Try it:
Exactly reproduce each entry, leaving out nothing.

Source records:

╔══

//! HTTP middleware stack for the API.
//!
//! # Middleware Order (bottom to top in Router)
//!
//! 1. Sentry layer (capture errors, bind a hub per request)
//! 2. `TraceLayer` (request tracing)
//! 3. Request ID (add unique ID to each request)
//! 4. Security headers (JSON API policy)
//! 5. Rate limiting (governor), per route group
//!
//! Authentication is not a layer: handlers opt in through the
//! [`RequireUser`], [`RequireAdmin`] and [`OptionalUser`] extractors.

pub mod auth;
pub mod rate_limit;
pub mod request_id;
pub mod security_headers;

pub use auth::{AuthUser, OptionalUser, RequireAdmin, RequireUser};
pub use rate_limit::{api_rate_limiter, auth_rate_limiter};
pub use request_id::request_id_middleware;
pub use security_headers::security_headers_middleware;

╚══

Exercise solution:
//! HTTP middleware stack for the API.
//!
//! # Middleware Order (bottom to top in Router)
//!
//! 1. Sentry layer (capture errors, bind a hub per request)
//! 2. `TraceLayer` (request tracing)
//! 3. Request ID (add unique ID to each request)
//! 4. Security headers (JSON API policy)
//! 5. Rate limiting (governor), per route group
//!
//! Authentication is not a layer: handlers opt in through the
//! [`RequireUser`], [`RequireAdmin`] and [`OptionalUser`] extractors.

pub mod auth;
pub mod rate_limit;
pub mod request_id;
pub mod security_headers;

pub use auth::{AuthUser, OptionalUser, RequireAdmin, RequireUser};
pub use rate_limit::{api_rate_limiter, auth_rate_limiter};
pub use request_id::request_id_middleware;
pub use security_headers::security_headers_middleware;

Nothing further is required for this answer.